I had my bowl of cereal and coffee, then started reading Red Room blogs. I do this every morning. Then I went on twitter to start promoting my ebooks. Then I noticed a familiar name on the twitter feed: Wayne Shannon. And then I read 1948-2012. And I thought oh crud.
If you lived in the Bay Area during the 1980's, you saw Wayne Shannon at least once on television. He was on KRON 4 for years. He would go on last and for two minutes look right at the camera and tell a story. Usually it would be about a recent news story, or something local in the Bay Area: Fleet Week,the month Queen Elizabeth came to San Francisco. And oh God, he could be funny. There were times you heard the anchors and camera people laugh behind the scenes. Sometimes they would just end the show with everyone just laughing.
Wayne Shannon was all around local TV and not just in the Bay Area: he performed in Vietnam. The blog edrants posted an interview he did visiting the Vietnam Wall when it went on exhibit. He told the interviewer that he was worried that he would see names of people he knew from his hometown there. He didn't, but he looked shaken.

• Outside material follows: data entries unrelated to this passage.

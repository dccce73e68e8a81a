//! Screen lifecycle hooks and late-result guarding.
//!
//! # Responsibility
//! - Make "on becoming visible, reload authoritative state" an explicit hook.
//! - Let async work started on a screen detect that the screen was left.
//!
//! # Invariants
//! - A token is accepted only while the screen is visible and no blur has
//!   happened since the token was issued.

/// Lifecycle contract implemented by screen presenters.
pub trait ScreenLifecycle {
    /// Called every time the screen becomes visible, including the first mount.
    fn on_focus(&mut self);
    /// Called when the screen stops being visible.
    fn on_blur(&mut self);
}

/// Identifies the visibility epoch a piece of async work was started in.
#[derive(Debug, Clone, Copy, PartialEq, Eq)]
pub struct LivenessToken {
    epoch: u64,
}

/// Visibility tracker owned by one screen presenter.
#[derive(Debug, Default)]
pub struct Liveness {
    epoch: u64,
    visible: bool,
}

impl Liveness {
    pub fn new() -> Self {
        Self::default()
    }

    pub fn mark_visible(&mut self) {
        self.visible = true;
    }

    /// Marks the screen hidden and invalidates every outstanding token.
    pub fn mark_hidden(&mut self) {
        self.visible = false;
        self.epoch = self.epoch.wrapping_add(1);
    }

    pub fn token(&self) -> LivenessToken {
        LivenessToken { epoch: self.epoch }
    }

    pub fn accepts(&self, token: LivenessToken) -> bool {
        self.visible && token.epoch == self.epoch
    }
}
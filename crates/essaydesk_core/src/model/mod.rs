//! Domain model for essays and writing templates.
//!
//! # Responsibility
//! - Define the records shared by storage, presenters and the backend client.
//! - Map the externally authored wire field names (`titulo`, `texto`,
//!   `imagem`, `corpo_redacao`) onto normalized Rust field names.
//!
//! # Invariants
//! - Every essay is identified by a stable, non-blank string id.
//! - Template records are read-only snapshots of backend data.

pub mod essay;
pub mod template;

use serde::{Deserialize, Deserializer};

/// Accepts an identifier encoded either as a JSON string or a JSON number.
///
/// Older clients and the template backend emit numeric ids; both shapes are
/// normalized to their decimal string form.
pub(crate) fn string_or_number<'de, D>(deserializer: D) -> Result<String, D::Error>
where
    D: Deserializer<'de>,
{
    #[derive(Deserialize)]
    #[serde(untagged)]
    enum RawId {
        Text(String),
        Signed(i64),
        Unsigned(u64),
        Float(f64),
    }

    Ok(match RawId::deserialize(deserializer)? {
        RawId::Text(value) => value,
        RawId::Signed(value) => value.to_string(),
        RawId::Unsigned(value) => value.to_string(),
        RawId::Float(value) => value.to_string(),
    })
}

He did news in Philadelphia then went to San Francisco for six years. Then in 1988 there was new management at KRON and they fired him. I remember one day he was there, one day he was gone. Just like that.

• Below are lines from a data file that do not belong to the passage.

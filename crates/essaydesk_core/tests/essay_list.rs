use essaydesk_core::service::essay_list::{DELETED_MESSAGE, DELETED_TITLE, EMPTY_LIST_MESSAGE};
use essaydesk_core::{
    EssayListPresenter, EssayListView, EssayRecord, EssayStore, ExportService, MemoryKvStore,
    NoShareSheet, NoticeLevel, Route, ScreenLifecycle,
};

mod support;

use support::{essay, ids, FlakyKvStore};

fn grid_ids(view: &EssayListView) -> Vec<(String, Option<String>)> {
    match view {
        EssayListView::Grid { rows } => rows
            .iter()
            .map(|row| (row.left.id.clone(), row.right.as_ref().map(|c| c.id.clone())))
            .collect(),
        EssayListView::Empty { .. } => panic!("expected grid"),
    }
}

#[test]
fn empty_collection_renders_placeholder_not_grid() {
    let mut presenter = EssayListPresenter::new(EssayStore::new(MemoryKvStore::new()));
    presenter.on_focus();
    assert_eq!(
        presenter.view(),
        EssayListView::Empty {
            message: EMPTY_LIST_MESSAGE
        }
    );
}

#[test]
fn grid_is_newest_first_with_partial_last_row() {
    let kv = MemoryKvStore::new();
    let store = EssayStore::new(&kv);
    for id in ["e1", "e2", "e3"] {
        store.save(&essay(id)).unwrap();
    }

    let mut presenter = EssayListPresenter::new(EssayStore::new(&kv));
    presenter.on_focus();
    assert_eq!(
        grid_ids(&presenter.view()),
        vec![
            ("e3".to_string(), Some("e2".to_string())),
            ("e1".to_string(), None)
        ]
    );
    assert_eq!(ids(&EssayStore::new(&kv).load_all()), vec!["e1", "e2", "e3"]);
}

#[test]
fn focus_reloads_changes_made_elsewhere() {
    let kv = MemoryKvStore::new();
    let mut presenter = EssayListPresenter::new(EssayStore::new(&kv));
    presenter.on_focus();
    assert!(presenter.essays().is_empty());

    presenter.on_blur();
    EssayStore::new(&kv).save(&essay("new")).unwrap();
    presenter.on_focus();
    assert_eq!(ids(presenter.essays()), vec!["new"]);
}

#[test]
fn cards_use_placeholders_for_blank_fields() {
    let kv = MemoryKvStore::new();
    EssayStore::new(&kv)
        .save(&EssayRecord::with_id("1", "", "   ").unwrap())
        .unwrap();
    let mut presenter = EssayListPresenter::new(EssayStore::new(&kv));
    presenter.on_focus();

    match presenter.view() {
        EssayListView::Grid { rows } => {
            assert_eq!(rows[0].left.title, "Sem título");
            assert_eq!(rows[0].left.summary, "Sem conteúdo disponível.");
        }
        other => panic!("unexpected view: {other:?}"),
    }
}

#[test]
fn open_passes_record_fields_to_detail_route() {
    let kv = MemoryKvStore::new();
    EssayStore::new(&kv).save(&essay("7")).unwrap();
    let mut presenter = EssayListPresenter::new(EssayStore::new(&kv));
    presenter.on_focus();

    let request = presenter.open("7").expect("listed essay opens");
    assert_eq!(request.route, Route::EssayDetail);
    assert_eq!(request.route.path(), "/visualizacao");
    assert_eq!(request.get("id"), Some("7"));
    assert_eq!(request.get("titulo"), Some("title 7"));
    assert_eq!(request.get("texto"), Some("text 7"));
    assert!(presenter.open("missing").is_none());
}

#[test]
fn delete_confirms_and_reloads() {
    let kv = MemoryKvStore::new();
    let store = EssayStore::new(&kv);
    store.save(&essay("1")).unwrap();
    store.save(&essay("2")).unwrap();
    let mut presenter = EssayListPresenter::new(EssayStore::new(&kv));
    presenter.on_focus();

    let notice = presenter.delete("1");
    assert_eq!(notice.level, NoticeLevel::Info);
    assert_eq!(notice.title, DELETED_TITLE);
    assert_eq!(notice.message, DELETED_MESSAGE);
    assert_eq!(ids(presenter.essays()), vec!["2"]);
}

#[test]
fn failed_delete_reports_error_and_keeps_presented_list() {
    let kv = FlakyKvStore::default();
    let store = EssayStore::new(&kv);
    store.save(&essay("1")).unwrap();
    store.save(&essay("2")).unwrap();
    let mut presenter = EssayListPresenter::new(EssayStore::new(&kv));
    presenter.on_focus();

    kv.fail_writes.set(true);
    let notice = presenter.delete("1");
    assert!(notice.is_error());
    assert_eq!(ids(presenter.essays()), vec!["2", "1"]);
}

#[test]
fn export_writes_listed_essay_through_service() {
    let kv = MemoryKvStore::new();
    EssayStore::new(&kv)
        .save(&EssayRecord::with_id("1", "T", "hello").unwrap())
        .unwrap();
    let mut presenter = EssayListPresenter::new(EssayStore::new(&kv));
    presenter.on_focus();

    let dir = tempfile::tempdir().unwrap();
    let exporter = ExportService::native(dir.path(), NoShareSheet);
    let notice = presenter.export("1", &exporter);
    assert_eq!(notice.level, NoticeLevel::Info);
    assert_eq!(std::fs::read(dir.path().join("T.txt")).unwrap(), b"hello");

    assert!(presenter.export("missing", &exporter).is_error());
}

I continued to read about him: he was one of the first commentators on CNBC.Worked at a TV station in Portland. And then he left the airways. He wrote for yahoo's weather page for a while. The man who ran the edrants page tried to convince him to go on NPR, go on twitter. He refused. And a few days ago (according to San Jose Mercury News) turkey hunters found his body in a Idaho forest.
When I read that he killed himself, I felt an awful headache come on. They've been coming on pretty regularly this spring; it has to do with allergies. I made myself take an allergy pill and aspirin. Took a bath and let the steamy water go towards my nose. Dad called, complaining about his TV set. I retreated to my air mattress, and I started to cry.
I remember watching Wayne Shannon and not always agreeing with what he said. But it was always great to see good writing on television. Shannon came out with a book of his own called What's It All Mean? On my mattress I thought why did he do it? Was he in pain? Was he sick? Did he think no one remembered him? I remembered him, many people remembered him. But it wasn't enough. KRON, the station he was on for years hasn't done a tribute to him yet. How could a man who wrote so much and was on thousands of TV screens for years just go away to a Idaho forest and die?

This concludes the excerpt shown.